■ WHAT YOU SHOULD DO:
Print every one of the records verbatim, omitting nothing.

■ EXERCISE INPUT:
##############################
//! First-user bootstrap gate.
//!
//! The first account can be created exactly once. Two layers enforce it:
//! a process-wide writer section serializing all attempts in this process,
//! and the account store's atomic `create_first`, which also covers
//! multiple processes sharing one store.

use std::sync::Arc;

use tokio::sync::Mutex;

use super::AuthError;
use super::accounts::{AccountStore, NewAccount, PublicAccount};
use super::password::PasswordHasher;
use super::validation::{PasswordPolicy, validate_email};

/// Guards the create-first-account path.
pub struct BootstrapGate {
    accounts: Arc<dyn AccountStore>,
    hasher: PasswordHasher,
    policy: PasswordPolicy,
    writer: Mutex<()>,
}

impl BootstrapGate {
    /// Create a gate in front of `accounts`.
    #[must_use]
    pub fn new(accounts: Arc<dyn AccountStore>, hasher: PasswordHasher, policy: PasswordPolicy) -> Self {
        Self {
            accounts,
            hasher,
            policy,
            writer: Mutex::new(()),
        }
    }

    /// Whether any account exists. Never waits on the writer section.
    ///
    /// # Errors
    ///
    /// Returns `Storage` if the store cannot be read.
    pub async fn has_any_account(&self) -> Result<bool, AuthError> {
        self.accounts.exists().await
    }

    /// Create the first account.
    ///
    /// # Errors
    ///
    /// - `Validation` if the email or password is rejected
    /// - `AlreadyBootstrapped` if any account exists at the moment of the
    ///   atomic attempt
    /// - `Storage` / `Internal` on backend or hashing failure
    pub async fn create_first_account(
        &self,
        email: &str,
        password: &str,
    ) -> Result<PublicAccount, AuthError> {
        let email = validate_email(email)?;
        self.policy.check(password)?;

        // Skips the hash for callers that are certainly late. Not a
        // decision: only `create_first` below decides.
        if self.accounts.exists().await? {
            return Err(AuthError::AlreadyBootstrapped);
        }

        let password_hash = self.hasher.hash_async(password.to_string()).await?;

        let account = {
            let _writer = self.writer.lock().await;
            self.accounts
                .create_first(NewAccount {
                    email,
                    password_hash,
                })
                .await?
        };

        tracing::info!(
            account_id = %account.id,
            email = %account.email,
            "Initial admin account created via bootstrap"
        );

        Ok(account.to_public())
    }
}

impl std::fmt::Debug for BootstrapGate {
    fn fmt(&self, f: &mut std::fmt::Formatter<'_>) -> std::fmt::Result {
        f.debug_struct("BootstrapGate")
            .field("policy", &self.policy)
            .finish_non_exhaustive()
    }
}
##############################
■ ANSWER SPACE:
//! First-user bootstrap gate.
//!
//! The first account can be created exactly once. Two layers enforce it:
//! a process-wide writer section serializing all attempts in this process,
//! and the account store's atomic `create_first`, which also covers
//! multiple processes sharing one store.

use std::sync::Arc;

use tokio::sync::Mutex;

use super::AuthError;
use super::accounts::{AccountStore, NewAccount, PublicAccount};
use super::password::PasswordHasher;
use super::validation::{PasswordPolicy, validate_email};

/// Guards the create-first-account path.
pub struct BootstrapGate {
    accounts: Arc<dyn AccountStore>,
    hasher: PasswordHasher,
    policy: PasswordPolicy,
    writer: Mutex<()>,
}

impl BootstrapGate {
    /// Create a gate in front of `accounts`.
    #[must_use]
    pub fn new(accounts: Arc<dyn AccountStore>, hasher: PasswordHasher, policy: PasswordPolicy) -> Self {
        Self {
            accounts,
            hasher,
            policy,
            writer: Mutex::new(()),
        }
    }

    /// Whether any account exists. Never waits on the writer section.
    ///
    /// # Errors
    ///
    /// Returns `Storage` if the store cannot be read.
    pub async fn has_any_account(&self) -> Result<bool, AuthError> {
        self.accounts.exists().await
    }

    /// Create the first account.
    ///
    /// # Errors
    ///
    /// - `Validation` if the email or password is rejected
    /// - `AlreadyBootstrapped` if any account exists at the moment of the
    ///   atomic attempt
    /// - `Storage` / `Internal` on backend or hashing failure
    pub async fn create_first_account(
        &self,
        email: &str,
        password: &str,
    ) -> Result<PublicAccount, AuthError> {
        let email = validate_email(email)?;
        self.policy.check(password)?;

        // Skips the hash for callers that are certainly late. Not a
        // decision: only `create_first` below decides.
        if self.accounts.exists().await? {
            return Err(AuthError::AlreadyBootstrapped);
        }

        let password_hash = self.hasher.hash_async(password.to_string()).await?;

        let account = {
            let _writer = self.writer.lock().await;
            self.accounts
                .create_first(NewAccount {
                    email,
                    password_hash,
                })
                .await?
        };

        tracing::info!(
            account_id = %account.id,
            email = %account.email,
            "Initial admin account created via bootstrap"
        );

        Ok(account.to_public())
    }
}

impl std::fmt::Debug for BootstrapGate {
    fn fmt(&self, f: &mut std::fmt::Formatter<'_>) -> std::fmt::Result {
        f.debug_struct("BootstrapGate")
            .field("policy", &self.policy)
            .finish_non_exhaustive()
    }
}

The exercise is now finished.